Exercise goal: In the material below, transcribe every line from the first through the line holding "least 2 non-empty", exactly, and stop after that line.
┄┄┄┄┄┄┄┄┄┄┄┄┄┄┄┄┄┄┄┄
use serde::{Deserialize, Serialize};
use thiserror::Error;

use crate::model::ids::{QuestionId, QuizId};

//
// ─── ERRORS ────────────────────────────────────────────────────────────────────
//

#[derive(Debug, Error, Clone, PartialEq, Eq)]
#[non_exhaustive]
pub enum QuestionError {
    #[error("question text cannot be empty")]
    EmptyText,

    #[error("question needs at least 2 non-empty options, got {0}")]
    TooFewOptions(usize),

    #[error("correct answer index {index} is out of range for {options} options")]
    CorrectAnswerOutOfRange { index: usize, options: usize },

    #[error("question points must be > 0")]
    ZeroPoints,
}

#[derive(Debug, Error, Clone, PartialEq, Eq)]
#[non_exhaustive]
pub enum QuizError {
    #[error("quiz title cannot be empty")]
    EmptyTitle,

    #[error("quiz time limit must be > 0 minutes")]
    ZeroTimeLimit,

    #[error("quiz needs at least one question")]
    NoQuestions,

    #[error("unknown difficulty label: {0}")]
    InvalidDifficulty(String),
}

//
// ─── DIFFICULTY ────────────────────────────────────────────────────────────────
//

/// Three-level difficulty rating shown on quiz cards.
#[derive(Debug, Clone, Copy, PartialEq, Eq, Serialize, Deserialize)]
pub enum Difficulty {
    Easy,
    Medium,
    Hard,
}

impl Difficulty {
    /// Parses a difficulty from its display label.
    ///
    /// # Errors
    ///
    /// Returns `QuizError::InvalidDifficulty` for unknown labels.
    pub fn from_label(label: &str) -> Result<Self, QuizError> {
        match label {
            "Easy" => Ok(Self::Easy),
            "Medium" => Ok(Self::Medium),
            "Hard" => Ok(Self::Hard),
            other => Err(QuizError::InvalidDifficulty(other.to_owned())),
        }
    }

    #[must_use]
    pub fn label(self) -> &'static str {
        match self {
            Difficulty::Easy => "Easy",
            Difficulty::Medium => "Medium",
            Difficulty::Hard => "Hard",
        }
    }
}

//
// ─── QUESTION ──────────────────────────────────────────────────────────────────
//

/// A single multiple-choice question with per-question point weight.
///
/// Options are stored in display order; the option index doubles as the
/// answer value recorded during a session.
#[derive(Debug, Clone, PartialEq, Eq)]
pub struct Question {
    id: QuestionId,
    text: String,
    options: Vec<String>,
    correct_answer: usize,
    points: u32,
}

impl Question {
    /// Creates a validated question.
    ///
    /// Empty or whitespace-only options are filtered out before validation;
    /// `correct_answer` indexes into the surviving options.
    ///
    /// # Errors
    ///
    /// Returns `QuestionError` if the text is empty, fewer than 2 options
    /// survive filtering, the correct index is out of range, or points is 0.
    pub fn new(
        id: QuestionId,
        text: impl Into<String>,
        options: Vec<String>,
        correct_answer: usize,
        points: u32,
    ) -> Result<Self, QuestionError> {
        let text = text.into();
        if text.trim().is_empty() {
            return Err(QuestionError::EmptyText);
        }

        let options: Vec<String> = options
            .into_iter()
            .filter(|opt| !opt.trim().is_empty())
            .collect();
        if options.len() < 2 {
            return Err(QuestionError::TooFewOptions(options.len()));
        }
        if correct_answer >= options.len() {
            return Err(QuestionError::CorrectAnswerOutOfRange {
                index: correct_answer,
                options: options.len(),
            });
        }
        if points == 0 {
            return Err(QuestionError::ZeroPoints);
        }

        Ok(Self {
            id,
            text,
            options,
            correct_answer,
            points,
        })
    }

    #[must_use]
    pub fn id(&self) -> QuestionId {
        self.id
    }

    #[must_use]
    pub fn text(&self) -> &str {
        &self.text
    }

    #[must_use]
    pub fn options(&self) -> &[String] {
        &self.options
    }

    #[must_use]
    pub fn correct_answer(&self) -> usize {
        self.correct_answer
    }

    #[must_use]
    pub fn points(&self) -> u32 {
        self.points
    }

    /// Returns true when the given option index is the correct answer.
    #[must_use]
    pub fn is_correct(&self, option: usize) -> bool {
        option == self.correct_answer
    }
}

//
// ─── QUIZ DEFINITION ───────────────────────────────────────────────────────────
//

/// An authored quiz: metadata plus its ordered question list.
///
/// Question order is significant — it defines the question indices a session
/// navigates by. The definition is immutable once an attempt starts; the
/// session layer only ever borrows it read-only.
#[derive(Debug, Clone, PartialEq, Eq)]
pub struct QuizDefinition {
    id: QuizId,
    title: String,
    description: String,
    subject: String,
    time_limit_minutes: u32,
    difficulty: Difficulty,
    questions: Vec<Question>,
}

impl QuizDefinition {
    /// Creates a validated quiz definition.
    ///
    /// # Errors
    ///
    /// Returns `QuizError` if the title is empty, the time limit is 0, or
    /// there are no questions.
    pub fn new(
        id: QuizId,
        title: impl Into<String>,
        description: impl Into<String>,
        subject: impl Into<String>,
        time_limit_minutes: u32,
        difficulty: Difficulty,
        questions: Vec<Question>,
    ) -> Result<Self, QuizError> {
        let title = title.into();
        if title.trim().is_empty() {
            return Err(QuizError::EmptyTitle);
        }
        if time_limit_minutes == 0 {
            return Err(QuizError::ZeroTimeLimit);
        }
        if questions.is_empty() {
            return Err(QuizError::NoQuestions);
        }

        Ok(Self {
            id,
            title,
            description: description.into(),
            subject: subject.into(),
            time_limit_minutes,
            difficulty,
            questions,
        })
    }

    #[must_use]
    pub fn id(&self) -> QuizId {
        self.id
    }

    #[must_use]
    pub fn title(&self) -> &str {
        &self.title
    }

    #[must_use]
    pub fn description(&self) -> &str {
        &self.description
    }

    #[must_use]
    pub fn subject(&self) -> &str {
        &self.subject
    }

    #[must_use]
    pub fn time_limit_minutes(&self) -> u32 {
        self.time_limit_minutes
    }

    /// Time limit converted to whole seconds.
    #[must_use]
    pub fn time_limit_secs(&self) -> u64 {
        u64::from(self.time_limit_minutes) * 60
    }

    #[must_use]
    pub fn difficulty(&self) -> Difficulty {
        self.difficulty
    }

    #[must_use]
    pub fn questions(&self) -> &[Question] {
        &self.questions
    }

    #[must_use]
    pub fn question_count(&self) -> usize {
        self.questions.len()
    }

    /// Sum of points over all questions.
    #[must_use]
    pub fn total_points(&self) -> u32 {
        self.questions
            .iter()
            .fold(0_u32, |acc, q| acc.saturating_add(q.points()))
    }
}

//
// ─── TESTS ─────────────────────────────────────────────────────────────────────
//

#[cfg(test)]
mod tests {
    use super::*;

    fn opts(values: &[&str]) -> Vec<String> {
        values.iter().map(|s| (*s).to_owned()).collect()
    }

    #[test]
    fn question_filters_empty_options() {
        let q = Question::new(
            QuestionId::new(1),
            "Pick one",
            opts(&["a", "   ", "b", ""]),
            1,
            10,
        )
        .unwrap();

        assert_eq!(q.options(), &["a".to_owned(), "b".to_owned()]);
        assert!(q.is_correct(1));
    }

    #[test]
    fn question_rejects_too_few_options() {
        let err = Question::new(QuestionId::new(1), "Pick one", opts(&["a", " "]), 0, 10)
            .unwrap_err();
        assert_eq!(err, QuestionError::TooFewOptions(1));
    }

    #[test]
    fn question_rejects_correct_index_out_of_range() {
        let err =
            Question::new(QuestionId::new(1), "Pick one", opts(&["a", "b"]), 2, 10).unwrap_err();
        assert!(matches!(
            err,
            QuestionError::CorrectAnswerOutOfRange { index: 2, options: 2 }
        ));
    }

    #[test]
    fn question_rejects_zero_points() {
        let err =
            Question::new(QuestionId::new(1), "Pick one", opts(&["a", "b"]), 0, 0).unwrap_err();
        assert_eq!(err, QuestionError::ZeroPoints);
    }

    #[test]
    fn question_rejects_empty_text() {
        let err = Question::new(QuestionId::new(1), "  ", opts(&["a", "b"]), 0, 5).unwrap_err();
        assert_eq!(err, QuestionError::EmptyText);
    }

    #[test]
    fn quiz_validates_metadata() {
        let question =
            Question::new(QuestionId::new(1), "Q", opts(&["a", "b"]), 0, 10).unwrap();

        let err = QuizDefinition::new(
            QuizId::new(1),
            " ",
            "",
            "Math",
            10,
            Difficulty::Easy,
            vec![question.clone()],
        )
        .unwrap_err();
        assert_eq!(err, QuizError::EmptyTitle);

        let err = QuizDefinition::new(
            QuizId::new(1),
            "Algebra",
            "",
            "Math",
            0,
            Difficulty::Easy,
            vec![question],
        )
        .unwrap_err();
        assert_eq!(err, QuizError::ZeroTimeLimit);

        let err = QuizDefinition::new(
            QuizId::new(1),
            "Algebra",
            "",
            "Math",
            10,
            Difficulty::Easy,
            Vec::new(),
        )
        .unwrap_err();
        assert_eq!(err, QuizError::NoQuestions);
    }

    #[test]
    fn quiz_totals_and_time_limit() {
        let questions = vec![
            Question::new(QuestionId::new(1), "Q1", opts(&["a", "b"]), 0, 10).unwrap(),
            Question::new(QuestionId::new(2), "Q2", opts(&["a", "b", "c"]), 2, 20).unwrap(),
        ];
        let quiz = QuizDefinition::new(
            QuizId::new(7),
            "Algebra basics",
            "Linear equations",
            "Math",
            5,
            Difficulty::Medium,
            questions,
        )
        .unwrap();

        assert_eq!(quiz.total_points(), 30);
        assert_eq!(quiz.time_limit_secs(), 300);
        assert_eq!(quiz.question_count(), 2);
    }

    #[test]
    fn difficulty_round_trips_labels() {
        for difficulty in [Difficulty::Easy, Difficulty::Medium, Difficulty::Hard] {
            assert_eq!(Difficulty::from_label(difficulty.label()).unwrap(), difficulty);
        }
        assert!(matches!(
            Difficulty::from_label("Impossible"),
            Err(QuizError::InvalidDifficulty(_))
        ));
    }
}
┄┄┄┄┄┄┄┄┄┄┄┄┄┄┄┄┄┄┄┄
Your solution:
use serde::{Deserialize, Serialize};
use thiserror::Error;

use crate::model::ids::{QuestionId, QuizId};

//
// ─── ERRORS ────────────────────────────────────────────────────────────────────
//

#[derive(Debug, Error, Clone, PartialEq, Eq)]
#[non_exhaustive]
pub enum QuestionError {
    #[error("question text cannot be empty")]
    EmptyText,

    #[error("question needs at least 2 non-empty options, got {0}")]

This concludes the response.